• YOUR TASK: Within the material below, count every line with the string "Error". Give no more than the number.

DATASET EXTRACT START

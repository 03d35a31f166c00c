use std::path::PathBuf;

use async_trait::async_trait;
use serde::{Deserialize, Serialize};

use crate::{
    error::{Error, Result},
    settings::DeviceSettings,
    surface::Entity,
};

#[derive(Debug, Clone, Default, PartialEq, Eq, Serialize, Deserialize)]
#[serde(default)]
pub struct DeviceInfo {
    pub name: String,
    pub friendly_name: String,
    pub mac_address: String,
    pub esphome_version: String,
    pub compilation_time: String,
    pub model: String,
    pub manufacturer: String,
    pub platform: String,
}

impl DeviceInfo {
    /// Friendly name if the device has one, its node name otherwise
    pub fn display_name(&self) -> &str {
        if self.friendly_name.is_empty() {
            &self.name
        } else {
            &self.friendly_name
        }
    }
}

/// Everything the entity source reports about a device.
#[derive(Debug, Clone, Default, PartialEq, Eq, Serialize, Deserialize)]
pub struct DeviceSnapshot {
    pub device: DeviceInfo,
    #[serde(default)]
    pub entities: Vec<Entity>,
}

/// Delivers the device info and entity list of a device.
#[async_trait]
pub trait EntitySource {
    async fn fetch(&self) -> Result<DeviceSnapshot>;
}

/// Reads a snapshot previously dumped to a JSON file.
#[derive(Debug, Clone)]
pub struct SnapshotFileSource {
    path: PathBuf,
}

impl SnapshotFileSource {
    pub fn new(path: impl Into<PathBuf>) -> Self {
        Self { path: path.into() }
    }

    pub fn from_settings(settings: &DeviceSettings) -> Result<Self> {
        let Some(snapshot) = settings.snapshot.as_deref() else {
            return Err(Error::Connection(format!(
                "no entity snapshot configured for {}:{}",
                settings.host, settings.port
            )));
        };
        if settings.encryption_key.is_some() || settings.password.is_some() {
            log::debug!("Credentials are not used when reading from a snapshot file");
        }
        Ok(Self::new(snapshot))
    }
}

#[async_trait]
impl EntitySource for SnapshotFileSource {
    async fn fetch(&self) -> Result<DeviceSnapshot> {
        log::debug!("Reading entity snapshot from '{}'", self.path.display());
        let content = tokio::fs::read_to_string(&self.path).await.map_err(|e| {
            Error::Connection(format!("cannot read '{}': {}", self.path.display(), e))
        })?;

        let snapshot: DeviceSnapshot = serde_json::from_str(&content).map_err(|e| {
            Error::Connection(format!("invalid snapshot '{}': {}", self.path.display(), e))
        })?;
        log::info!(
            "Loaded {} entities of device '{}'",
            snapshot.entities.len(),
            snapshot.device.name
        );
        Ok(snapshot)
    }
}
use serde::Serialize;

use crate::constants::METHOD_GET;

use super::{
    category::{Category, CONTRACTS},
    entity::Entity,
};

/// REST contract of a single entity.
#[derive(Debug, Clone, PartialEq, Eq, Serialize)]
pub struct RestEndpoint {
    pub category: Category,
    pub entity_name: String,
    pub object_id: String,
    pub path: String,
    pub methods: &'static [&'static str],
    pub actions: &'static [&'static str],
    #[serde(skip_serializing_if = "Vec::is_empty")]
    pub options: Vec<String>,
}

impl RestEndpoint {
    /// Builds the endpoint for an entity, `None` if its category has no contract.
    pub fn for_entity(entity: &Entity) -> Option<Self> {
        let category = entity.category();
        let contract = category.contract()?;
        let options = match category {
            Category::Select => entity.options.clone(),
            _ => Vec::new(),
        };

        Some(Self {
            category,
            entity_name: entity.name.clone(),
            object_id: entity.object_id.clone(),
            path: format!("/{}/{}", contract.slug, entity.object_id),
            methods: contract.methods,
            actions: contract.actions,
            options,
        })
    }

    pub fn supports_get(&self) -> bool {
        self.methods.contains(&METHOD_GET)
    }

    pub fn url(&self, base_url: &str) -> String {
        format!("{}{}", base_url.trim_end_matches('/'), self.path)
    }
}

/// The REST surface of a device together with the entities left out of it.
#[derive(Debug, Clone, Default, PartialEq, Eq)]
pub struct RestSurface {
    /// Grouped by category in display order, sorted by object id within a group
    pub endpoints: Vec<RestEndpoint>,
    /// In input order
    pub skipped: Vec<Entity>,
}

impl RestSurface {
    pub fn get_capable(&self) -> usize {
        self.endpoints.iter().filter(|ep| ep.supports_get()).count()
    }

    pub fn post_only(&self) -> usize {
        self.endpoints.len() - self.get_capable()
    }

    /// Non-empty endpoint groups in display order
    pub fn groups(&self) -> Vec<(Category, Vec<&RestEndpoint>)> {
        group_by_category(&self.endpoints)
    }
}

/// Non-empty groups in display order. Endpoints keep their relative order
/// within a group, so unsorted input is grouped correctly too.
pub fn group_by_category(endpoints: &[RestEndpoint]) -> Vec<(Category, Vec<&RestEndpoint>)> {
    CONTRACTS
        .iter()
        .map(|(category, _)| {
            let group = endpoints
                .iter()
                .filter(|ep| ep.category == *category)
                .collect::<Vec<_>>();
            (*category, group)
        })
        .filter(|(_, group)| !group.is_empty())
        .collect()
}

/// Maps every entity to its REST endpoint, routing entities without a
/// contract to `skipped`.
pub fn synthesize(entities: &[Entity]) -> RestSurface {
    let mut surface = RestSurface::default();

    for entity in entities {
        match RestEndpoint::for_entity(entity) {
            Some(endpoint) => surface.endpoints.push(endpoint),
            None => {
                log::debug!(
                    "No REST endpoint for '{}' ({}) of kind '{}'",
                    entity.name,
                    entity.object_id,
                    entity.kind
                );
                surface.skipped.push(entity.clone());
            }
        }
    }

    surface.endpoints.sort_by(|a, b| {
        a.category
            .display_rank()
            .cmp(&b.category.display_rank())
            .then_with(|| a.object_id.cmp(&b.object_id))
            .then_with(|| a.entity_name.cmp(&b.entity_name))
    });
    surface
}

DATASET EXTRACT END
DATASET EXTRACT START

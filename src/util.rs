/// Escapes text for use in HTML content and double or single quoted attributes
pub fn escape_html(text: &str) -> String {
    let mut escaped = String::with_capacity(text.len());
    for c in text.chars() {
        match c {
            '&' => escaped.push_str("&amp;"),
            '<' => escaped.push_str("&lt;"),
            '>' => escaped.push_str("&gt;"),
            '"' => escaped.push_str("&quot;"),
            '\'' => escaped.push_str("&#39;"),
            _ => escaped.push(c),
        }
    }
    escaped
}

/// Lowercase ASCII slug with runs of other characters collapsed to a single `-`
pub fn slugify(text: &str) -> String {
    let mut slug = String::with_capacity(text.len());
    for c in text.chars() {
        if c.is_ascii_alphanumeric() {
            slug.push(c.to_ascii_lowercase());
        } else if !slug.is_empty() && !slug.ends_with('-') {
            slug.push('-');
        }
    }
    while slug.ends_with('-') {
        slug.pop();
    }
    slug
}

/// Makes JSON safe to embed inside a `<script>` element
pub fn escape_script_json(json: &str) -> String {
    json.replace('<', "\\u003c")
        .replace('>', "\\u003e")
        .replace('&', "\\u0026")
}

DATASET EXTRACT END

• YOUR RESPONSE: 4